La Storia non muore
La Storia è tutt’altro che finita nel XX secolo. Anzi, il Novecento è stato testimone delle guerre più sanguinose di tutti i tempi, di violente ideologie, di regimi dittatoriali oppressori come il fascismo, il nazismo, lo stalinismo. E siamo arrivati al terzo millennio, annunciato dall’attacco alle Torri Gemelle, che da allora scorre all’insegna della destabilizzazione in Medio Oriente, del terrorismo islamico, delle migrazioni bibliche di profughi, del nuovo sovranismo. Niente ci fa pensare che stavolta sia davvero finita: nuove epoche, nuovi ordini e nuove destabilizzazioni si succederanno, in combinazioni già viste o inedite, perché la Storia non finisce, alle volte sembra che si fermi ma poi riparte, senza obiettivi finali, senza un ideale conclusivo da raggiungere.

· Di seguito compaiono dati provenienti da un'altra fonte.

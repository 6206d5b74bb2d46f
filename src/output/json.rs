//! JSON report output writer.
//!
//! Writes LoadReport structs to JSON files with proper formatting.

use crate::parser::schema::LoadReport;
use crate::utils::error::OutputError;
use log::{debug, info};
use std::fs::File;
use std::io::{BufReader, BufWriter};
use std::path::Path;

/// Write a report to a JSON file
///
/// **Public** - main entry point for JSON output
///
/// # Arguments
/// * `report` - Report data to write
/// * `output_path` - Path to output JSON file
///
/// # Errors
/// * `OutputError::WriteFailed` - I/O error during write
/// * `OutputError::SerializationFailed` - JSON serialization error
/// * `OutputError::InvalidPath` - Path cannot be created or is invalid
///
/// # Example
/// ```ignore
/// let report = to_report("trace.json", model.max_timestamp(), &expectations);
/// write_report(&report, "load_report.json")?;
/// ```
pub fn write_report(report: &LoadReport, output_path: impl AsRef<Path>) -> Result<(), OutputError> {
    let output_path = output_path.as_ref();

    info!("Writing report to: {}", output_path.display());

    super::validate_path(output_path)?;

    // Create parent directories if needed
    if let Some(parent) = output_path.parent() {
        if !parent.as_os_str().is_empty() && !parent.exists() {
            debug!("Creating parent directories: {}", parent.display());
            std::fs::create_dir_all(parent).map_err(|e| {
                OutputError::InvalidPath(format!(
                    "Cannot create directory {}: {}",
                    parent.display(),
                    e
                ))
            })?;
        }
    }

    let file = File::create(output_path).map_err(OutputError::WriteFailed)?;
    let writer = BufWriter::new(file);

    serde_json::to_writer_pretty(writer, report).map_err(OutputError::SerializationFailed)?;

    info!(
        "Report written successfully ({} bytes)",
        calculate_file_size(output_path)
    );

    Ok(())
}

/// Calculate file size in bytes
///
/// **Private** - internal utility
fn calculate_file_size(path: &Path) -> u64 {
    std::fs::metadata(path).map(|m| m.len()).unwrap_or(0)
}

/// Read a report from a JSON file
///
/// **Public** - useful for validation and testing
///
/// # Errors
/// * `OutputError::WriteFailed` - File read error (reusing WriteFailed for I/O)
/// * `OutputError::SerializationFailed` - JSON parse error
pub fn read_report(input_path: impl AsRef<Path>) -> Result<LoadReport, OutputError> {
    let input_path = input_path.as_ref();

    debug!("Reading report from: {}", input_path.display());

    let file = File::open(input_path).map_err(OutputError::WriteFailed)?;

    let report: LoadReport =
        serde_json::from_reader(BufReader::new(file)).map_err(OutputError::SerializationFailed)?;

    debug!(
        "Report loaded: version {}, {} load expectations",
        report.version,
        report.load_expectations.len()
    );

    Ok(report)
}

#[cfg(test)]
mod tests {
    use super::*;
    use crate::parser::schema::{EventRef, LoadExpectationRecord};
    use tempfile::NamedTempFile;

    fn create_test_report() -> LoadReport {
        LoadReport {
            version: "1.0.0".to_string(),
            trace_file: "trace.json".to_string(),
            trace_end: 5000.0,
            load_expectations: vec![LoadExpectationRecord {
                kind: "successful".to_string(),
                renderer_pid: 7,
                frame_id: "0xf1".to_string(),
                url: "https://example.com/".to_string(),
                start: 0.0,
                duration: 5000.0,
                navigation_start: EventRef {
                    pid: 7,
                    tid: 1,
                    category: "blink.user_timing".to_string(),
                    name: "navigationStart".to_string(),
                    start: 0.0,
                },
                first_meaningful_paint: None,
                dom_content_loaded_end: None,
                first_cpu_idle: None,
                interactive: None,
            }],
            generated_at: "2024-01-01T00:00:00Z".to_string(),
        }
    }

    #[test]
    fn test_write_and_read_report() {
        let report = create_test_report();
        let temp_file = NamedTempFile::new().unwrap();
        let path = temp_file.path();

        write_report(&report, path).unwrap();
        let loaded = read_report(path).unwrap();

        assert_eq!(loaded, report);
    }

    #[test]
    fn test_absent_metrics_are_omitted() {
        let report = create_test_report();
        let json = serde_json::to_string(&report).unwrap();

        assert!(!json.contains("interactive"));
        assert!(!json.contains("first_meaningful_paint"));
    }

    #[test]
    fn test_read_missing_file() {
        let temp_dir = tempfile::tempdir().unwrap();
        let result = read_report(temp_dir.path().join("missing.json"));
        assert!(matches!(result, Err(OutputError::WriteFailed(_))));
    }
}
use crate::output::read_report;
use crate::utils::config::SCHEMA_VERSION;
use anyhow::Result;
use std::path::PathBuf;

/// Validate a report JSON file
pub fn validate_report_file(file_path: PathBuf) -> Result<()> {
    println!("Validating report: {}", file_path.display());

    let report = read_report(&file_path)?;
    let interactive = report
        .load_expectations
        .iter()
        .filter(|record| record.interactive.is_some())
        .count();

    println!("✓ Valid report JSON");
    println!("  Version: {}", report.version);
    println!("  Trace: {}", report.trace_file);
    println!("  Trace End: {:.3}ms", report.trace_end);
    println!("  Load Expectations: {}", report.load_expectations.len());
    println!("  Became Interactive: {}", interactive);

    Ok(())
}

/// Display schema information
pub fn display_schema(show_details: bool) {
    println!("Page Load Trace Report Schema");
    println!("Current Version: {}", SCHEMA_VERSION);
    println!();

    if show_details {
        println!("Schema Structure:");
        println!("  version: string             - Schema version (e.g., '1.0.0')");
        println!("  trace_file: string          - Analyzed trace path");
        println!("  trace_end: number           - Trace upper bound (ms)");
        println!("  load_expectations: array    - One entry per main-frame navigation");
        println!("    kind: string              - Load subtype ('successful')");
        println!("    renderer_pid: number      - Renderer process id");
        println!("    frame_id: string          - Frame identifier");
        println!("    url: string               - Navigated URL");
        println!("    start: number             - Navigation start (ms)");
        println!("    duration: number          - Until interactive, else until window end (ms)");
        println!("    navigation_start: object  - Source event (pid, tid, category, name, start)");
        println!("    first_meaningful_paint: object? - FMP event");
        println!("    dom_content_loaded_end: object? - DOMContentLoadedEnd event");
        println!("    first_cpu_idle: number?   - First CPU Idle (ms)");
        println!("    interactive: number?      - Time To Interactive (ms)");
        println!("  generated_at: string        - ISO 8601 timestamp");
    } else {
        println!("Use --show for detailed schema information");
    }
}

/// Display version information
pub fn display_version() {
    println!("Page Load Trace v{}", env!("CARGO_PKG_VERSION"));
    println!("Report Schema: v{}", SCHEMA_VERSION);
    println!();
    println!("Page-load interactivity metrics from browser performance traces.");
}
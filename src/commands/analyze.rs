//! Analyze command implementation.
//!
//! The analyze command:
//! 1. Loads analysis configuration
//! 2. Parses the trace
//! 3. Computes load expectations per renderer
//! 4. Writes the JSON report
//! 5. Optionally prints a summary

use crate::commands::models::AnalyzeArgs;
use crate::loading::LoadExpectationEngine;
use crate::output::{render_summary, write_report};
use crate::parser::{parse_trace_file, to_report};
use crate::utils::config::{load_config, AnalysisConfig};
use anyhow::{Context, Result};
use log::{debug, info};
use std::time::Instant;

/// Execute the analyze command
///
/// **Public** - main entry point called from main.rs
///
/// # Errors
/// * Config file read/parse failures
/// * Trace parsing errors
/// * File write errors
///
/// # Example
/// ```ignore
/// let args = AnalyzeArgs {
///     trace: PathBuf::from("trace.json"),
///     print_summary: true,
///     ..Default::default()
/// };
///
/// execute_analyze(args)?;
/// ```
pub fn execute_analyze(args: AnalyzeArgs) -> Result<()> {
    let start_time = Instant::now();

    let config = resolve_config(&args)?;
    debug!("Analysis config: {:?}", config);

    info!("Parsing trace data...");
    let model = parse_trace_file(&args.trace)
        .with_context(|| format!("Failed to parse trace {}", args.trace.display()))?;

    info!("Computing load expectations...");
    let engine = LoadExpectationEngine::from_config(&config);
    let expectations = engine.collect(&model);

    let report = to_report(
        &args.trace.display().to_string(),
        model.max_timestamp(),
        &expectations,
    );

    write_report(&report, &args.output_json).context("Failed to write load report JSON")?;
    info!("✓ Report written to: {}", args.output_json.display());

    if args.print_summary {
        println!("{}", render_summary(&report));
    }

    info!(
        "Analysis completed in {:.2}s",
        start_time.elapsed().as_secs_f64()
    );
    Ok(())
}

/// Load the config file if given, then apply CLI overrides
///
/// **Private** - internal helper for execute_analyze
fn resolve_config(args: &AnalyzeArgs) -> Result<AnalysisConfig> {
    let mut config = match &args.config {
        Some(path) => load_config(path)
            .with_context(|| format!("Failed to load config {}", path.display()))?,
        None => AnalysisConfig::default(),
    };

    if let Some(selection) = args.dcl_selection {
        config.dcl_selection = selection;
    }
    Ok(config)
}

/// Validate analyze arguments
///
/// **Public** - can be called before execute_analyze for early validation
pub fn validate_args(args: &AnalyzeArgs) -> Result<()> {
    if args.trace.as_os_str().is_empty() {
        anyhow::bail!("Trace path cannot be empty");
    }

    if !args.trace.is_file() {
        anyhow::bail!("Trace file not found: {}", args.trace.display());
    }

    if args.output_json.as_os_str().is_empty() {
        anyhow::bail!("Output path cannot be empty");
    }

    if let Some(config) = &args.config {
        if !config.is_file() {
            anyhow::bail!("Config file not found: {}", config.display());
        }
    }

    Ok(())
}
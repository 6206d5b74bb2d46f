use page_load_trace::commands::{execute_analyze, validate_args, validate_report_file, AnalyzeArgs};
use page_load_trace::loading::DclSelection;
use page_load_trace::output::read_report;
use pretty_assertions::assert_eq;
use serde_json::json;
use std::path::{Path, PathBuf};
use tempfile::tempdir;

fn write_trace(dir: &Path) -> PathBuf {
    let trace = json!({
        "traceEvents": [
            {"ph": "M", "name": "thread_name", "pid": 5, "tid": 1, "args": {"name": "CrRendererMain"}},
            {"ph": "R", "cat": "blink.user_timing", "name": "navigationStart", "ts": 0, "pid": 5, "tid": 1,
             "args": {"frame": "F", "data": {"documentLoaderURL": "https://example.com/", "isLoadingMainFrame": true}}},
            {"ph": "R", "cat": "loading", "name": "firstMeaningfulPaintCandidate", "ts": 400000, "pid": 5, "tid": 1,
             "args": {"frame": "F"}},
            {"ph": "R", "cat": "blink.user_timing", "name": "domContentLoadedEventEnd", "ts": 300000, "pid": 5, "tid": 1,
             "args": {"frame": "F"}},
            {"ph": "R", "cat": "blink.user_timing", "name": "domContentLoadedEventEnd", "ts": 600000, "pid": 5, "tid": 1,
             "args": {"frame": "F"}},
            {"ph": "I", "cat": "devtools.timeline", "name": "TracingEnd", "ts": 10000000, "pid": 5, "tid": 1}
        ]
    });
    let path = dir.join("trace.json");
    std::fs::write(&path, trace.to_string()).unwrap();
    path
}

#[test]
fn test_validate_args_requires_existing_trace() {
    let dir = tempdir().unwrap();

    let missing = AnalyzeArgs {
        trace: dir.path().join("missing.json"),
        ..Default::default()
    };
    assert!(validate_args(&missing).is_err());

    let empty = AnalyzeArgs::default();
    assert!(validate_args(&empty).is_err());

    let ok = AnalyzeArgs {
        trace: write_trace(dir.path()),
        ..Default::default()
    };
    assert!(validate_args(&ok).is_ok());
}

#[test]
fn test_validate_args_checks_config_and_output() {
    let dir = tempdir().unwrap();
    let trace = write_trace(dir.path());

    let no_config = AnalyzeArgs {
        trace: trace.clone(),
        config: Some(dir.path().join("absent.toml")),
        ..Default::default()
    };
    assert!(validate_args(&no_config).is_err());

    let no_output = AnalyzeArgs {
        trace,
        output_json: PathBuf::new(),
        ..Default::default()
    };
    assert!(validate_args(&no_output).is_err());
}

#[test]
fn test_analyze_writes_report() {
    let dir = tempdir().unwrap();
    let output = dir.path().join("out").join("report.json");
    let args = AnalyzeArgs {
        trace: write_trace(dir.path()),
        output_json: output.clone(),
        ..Default::default()
    };

    execute_analyze(args).unwrap();

    let report = read_report(&output).unwrap();
    assert_eq!(report.trace_end, 10_000.0);
    assert_eq!(report.load_expectations.len(), 1);

    let record = &report.load_expectations[0];
    assert_eq!(record.url, "https://example.com/");
    assert_eq!(record.frame_id, "F");
    assert_eq!(record.dom_content_loaded_end.as_ref().map(|e| e.start), Some(600.0));
    // Quiet from FMP onwards: interactive as soon as DCL has fired
    assert_eq!(record.interactive, Some(600.0));
    assert_eq!(record.first_cpu_idle, Some(600.0));
    assert_eq!(record.duration, 600.0);

    validate_report_file(output).unwrap();
}

#[test]
fn test_analyze_applies_config_and_override() {
    let dir = tempdir().unwrap();
    let config = dir.path().join("analysis.toml");
    std::fs::write(
        &config,
        "dcl_selection = \"first\"\n\n[interactivity]\nquiet_window_ms = 20000.0\n",
    )
    .unwrap();

    let output = dir.path().join("report.json");
    let args = AnalyzeArgs {
        trace: write_trace(dir.path()),
        output_json: output.clone(),
        config: Some(config.clone()),
        ..Default::default()
    };
    execute_analyze(args.clone()).unwrap();

    let record = read_report(&output).unwrap().load_expectations.remove(0);
    assert_eq!(record.dom_content_loaded_end.map(|e| e.start), Some(300.0));
    // A 20s quiet window cannot fit before the 10s trace end
    assert_eq!(record.interactive, None);
    assert_eq!(record.duration, 10_000.0);

    let overridden = AnalyzeArgs {
        dcl_selection: Some(DclSelection::Last),
        ..args
    };
    execute_analyze(overridden).unwrap();
    let record = read_report(&output).unwrap().load_expectations.remove(0);
    assert_eq!(record.dom_content_loaded_end.map(|e| e.start), Some(600.0));
}

#[test]
fn test_analyze_rejects_invalid_config() {
    let dir = tempdir().unwrap();
    let config = dir.path().join("analysis.toml");
    std::fs::write(&config, "[interactivity]\nquiet_window_ms = -1.0\n").unwrap();

    let args = AnalyzeArgs {
        trace: write_trace(dir.path()),
        output_json: dir.path().join("report.json"),
        config: Some(config),
        ..Default::default()
    };
    assert!(execute_analyze(args).is_err());
}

Almeno non lo stesso per tutti: l’insieme dei comportamenti, delle norme morali e sociali di un popolo, la sua cultura e la sua civiltà, dipendono dall’ambiente in cui vive. Nessuno dei diversi modi di vivere e di pensare è migliore di un altro, non esiste un’unica “cultura umana”, ma diverse culture specifiche dei diversi ambienti. Queste culture rappresentano diversi punti di vista sul presente e ciascuna porta diversi valori e ideali. È dunque possibile che l’ideale di progresso proposto e diffuso da una società (come la nostra) non sia accettato da altre culture, che pongono in primo piano valori diversi. La democrazia, insomma, non si esporta come se fosse un prodotto tecnologico o un genere alimentare.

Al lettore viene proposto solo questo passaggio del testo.